Moreover having lots of references it could be a useful start for someone doing a "state-of-the-art" on the subject.
Highlights
The following is the author's summary:
I hope that this post is useful to a variety of security people: not just engineers, but also UX designers and researchers, project / product / program managers, people and business managers, and operations. [...] This post is even more of a link-fest than usual; I hope that's useful.
The high-order bit in much of the below is complexity. Hardware, software, platforms, and ecosystems are often way too complex, and a whole lot of our security, privacy, and abuse problems stem from that.

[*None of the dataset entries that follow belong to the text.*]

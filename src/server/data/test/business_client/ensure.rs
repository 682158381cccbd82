use super::*;

/// Tests linking a client to a business once.
///
/// Expected: first call creates the link, second call is a no-op
#[tokio::test]
async fn links_client_once() -> Result<(), AppError> {
    let test = TestBuilder::new().with_booking_tables().build().await.unwrap();
    let db = test.db.as_ref().unwrap();

    let shop = factory::helpers::create_business_with_dependencies(db).await?;
    let client = factory::create_user(db).await?;

    let repo = BusinessClientRepository::new(db);

    assert!(repo.ensure(shop.business.id, client.id).await?);
    assert!(!repo.ensure(shop.business.id, client.id).await?);

    let clients = repo.get_by_business(shop.business.id).await?;
    assert_eq!(clients.len(), 1);
    assert_eq!(clients[0].client.id, client.id);

    Ok(())
}

/// Tests that client lists are per business.
///
/// Expected: each business sees only its own clients
#[tokio::test]
async fn lists_clients_per_business() -> Result<(), AppError> {
    let test = TestBuilder::new().with_booking_tables().build().await.unwrap();
    let db = test.db.as_ref().unwrap();

    let shop = factory::helpers::create_business_with_dependencies(db).await?;
    let other = factory::helpers::create_business_with_dependencies(db).await?;
    let alice = factory::create_user(db).await?;
    let bob = factory::create_user(db).await?;

    let repo = BusinessClientRepository::new(db);
    repo.ensure(shop.business.id, alice.id).await?;
    repo.ensure(shop.business.id, bob.id).await?;
    repo.ensure(other.business.id, bob.id).await?;

    assert_eq!(repo.get_by_business(shop.business.id).await?.len(), 2);
    let others = repo.get_by_business(other.business.id).await?;
    assert_eq!(others.len(), 1);
    assert_eq!(others[0].client.email, bob.email);

    Ok(())
}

The following statement I couldn't agree more with (especially since I've tasted a little bit of the npm
madness...)
Dependency slurping systems like NPM, CPAN, go get, and so on continue to freak me out. They might potentially be more dangerous than manual dependency management, despite the huge risks of that practice, precisely because they make it 'easy' to grow your project's dependency graph -- and hence the number of individuals and organizations that you implicitly trust.
And in the end two goals that I think are important for the future "sanity" of our ecosystem. (Although I really doubt they'll become true any time soon...)
Here's what I want to see in 2019:
- Socializing policy thinking in the engineering community. It's time to put on our grown-up clothes. The stuff we do matters (otherwise we wouldn't do it, right?), and that means we need to think about and deal with the consequences.
- Eroding the idea that memory-unsafety is acceptable, and shipping more software in safe languages that would previously have been written in an unsafe language. This includes not so much straight-up rewrites of existing applications [...]; mostly, I see piecemeal, in-place rewrites of components (like Servo), and also new applications in well-established categories (like Xi and CrosVM). New applications also give us a chance to re-think old designs, as Xi notably does (with its cross-platform, client/server, multiple-front-end design).